CaM-dependent kinase II (CaMKII), like Ng, is also highly concentrated in dendritic spines (1, 16) and the two proteins can be functionally related to each other. CaMKII has been proposed as a molecular decoder of Ca2+ spikes in neurons; it is also implicated in the modulation of gene expression, ion channel conductance, neurotransmission, and synaptic plasticity (17). Activation of CaMKII involves binding of Ca2+/CaM to the regulatory domain to free the inhibition imposed by the autoinhibitory domain. The activated kinase can phosphorylate many substrates as well as its own autoinhibitory domain at Thr286 (αCaMKII). The autophosphorylated CaMKII remains partially active even in the absence of Ca2+/CaM, which is referred to as autonomous activity (17). The autonomous CaMKII continues to propagate the autophosphorylation, a feature that has been implicated in associative learning in rodents and in hippocampal LTP (18, 19). In support of this hypothesis, mice lacking αCaMKII (20) or with mutation of the autophosphorylation site from Thr286 to alanine exhibited severe deficits in LTP and spatial learning (21).

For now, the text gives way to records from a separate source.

//! OpenAI-dialect routes: `POST /v1/chat/completions`, `GET /v1/models`.

use axum::extract::State;
use axum::http::HeaderMap;
use axum::response::sse::{Event, KeepAlive, Sse};
use axum::response::{IntoResponse, Response};
use axum::Json;
use futures::StreamExt;

use crate::dispatch::CredentialSource;
use crate::translate::openai as wire;

use super::auth::{authenticate, session_id};
use super::core::{apply_rate_limit_headers, run_chat, ChatOutcome};
use super::state::AppState;

pub async fn chat_completions(
    State(state): State<AppState>,
    headers: HeaderMap,
    Json(body): Json<wire::IncomingChatCompletionRequest>,
) -> Response {
    let client_key = match authenticate(&headers, state.config()) {
        Ok(key) => key,
        Err(err) => return err.into_response(),
    };
    let sid = session_id(&headers);
    let is_stream = body.stream;

    let request = match wire::incoming_to_canonical(body) {
        Ok(r) => r,
        Err(err) => return err.into_response(),
    };

    let outcome = match run_chat(&state, &sid, request, client_key.as_deref()).await {
        Ok(outcome) => outcome,
        Err(err) => return err.into_response(),
    };

    match outcome {
        ChatOutcome::CommandOnly(response) => {
            let body = wire::canonical_response_to_wire_json(&response);
            let mut resp = Json(body).into_response();
            resp.headers_mut().insert("x-session-id", sid.parse().unwrap());
            resp
        }
        ChatOutcome::NonStream(response, budget) => {
            let body = wire::canonical_response_to_wire_json(&response);
            let mut resp = Json(body).into_response();
            resp.headers_mut().insert("x-session-id", sid.parse().unwrap());
            apply_rate_limit_headers(&mut resp, budget);
            resp
        }
        ChatOutcome::Stream(stream, _, _, budget) => {
            if !is_stream {
                tracing::warn!("backend returned a stream for a non-streaming request");
            }
            let events = stream.map(|item| match item {
                Ok(chunk) => {
                    Ok::<_, std::convert::Infallible>(Event::default().data(wire::canonical_chunk_to_wire_json(&chunk).to_string()))
                }
                Err(err) => Ok(Event::default().event("error").data(err.to_string())),
            });
            let done = futures::stream::once(async { Ok::<_, std::convert::Infallible>(Event::default().data("[DONE]")) });
            let mut resp = Sse::new(events.chain(done))
                .keep_alive(KeepAlive::default())
                .into_response();
            resp.headers_mut().insert("x-session-id", sid.parse().unwrap());
            apply_rate_limit_headers(&mut resp, budget);
            resp
        }
    }
}

/// Aggregated `backend:model` ids across every backend with at least one
/// functional credential.
pub async fn list_models(State(state): State<AppState>, headers: HeaderMap) -> Response {
    if let Err(err) = authenticate(&headers, state.config()) {
        return err.into_response();
    }

    let mut ids = Vec::new();
    for backend_name in state.dispatcher().registry().names() {
        let Some(connector) = state.dispatcher().registry().get(&backend_name) else { continue };
        let Some(key_name) = crate::credentials::first_key_name(&state.config().backends, &backend_name) else { continue };
        let Some(credential) = state.credentials().resolve(&backend_name, &key_name).await else { continue };
        match connector.list_models(&credential).await {
            Ok(models) => ids.extend(models.into_iter().map(|m| format!("{backend_name}:{m}"))),
            Err(err) => tracing::warn!(backend = backend_name.as_str(), error = %err, "failed to list models"),
        }
    }

    Json(serde_json::json!({
        "object": "list",
        "data": ids.into_iter().map(|id| serde_json::json!({"id": id, "object": "model"})).collect::<Vec<_>>(),
    }))
    .into_response()
}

We report here the generation of a strain of Ng knockout (KO) mice that did not exhibit obvious developmental and neuroanatomical abnormalities; however, these animals were profoundly impaired in spatial learning accompanied by changes in hippocampal short- and long-term plasticity. Our data suggest that the observed functional deficits of the KO mice are caused by the absence of Ng, which is crucial for a fine-tuned amplification of the Ca2+ signal and the activation of CaMKII.

Experimental Procedures

Generation and Characterization of Ng KO Mice.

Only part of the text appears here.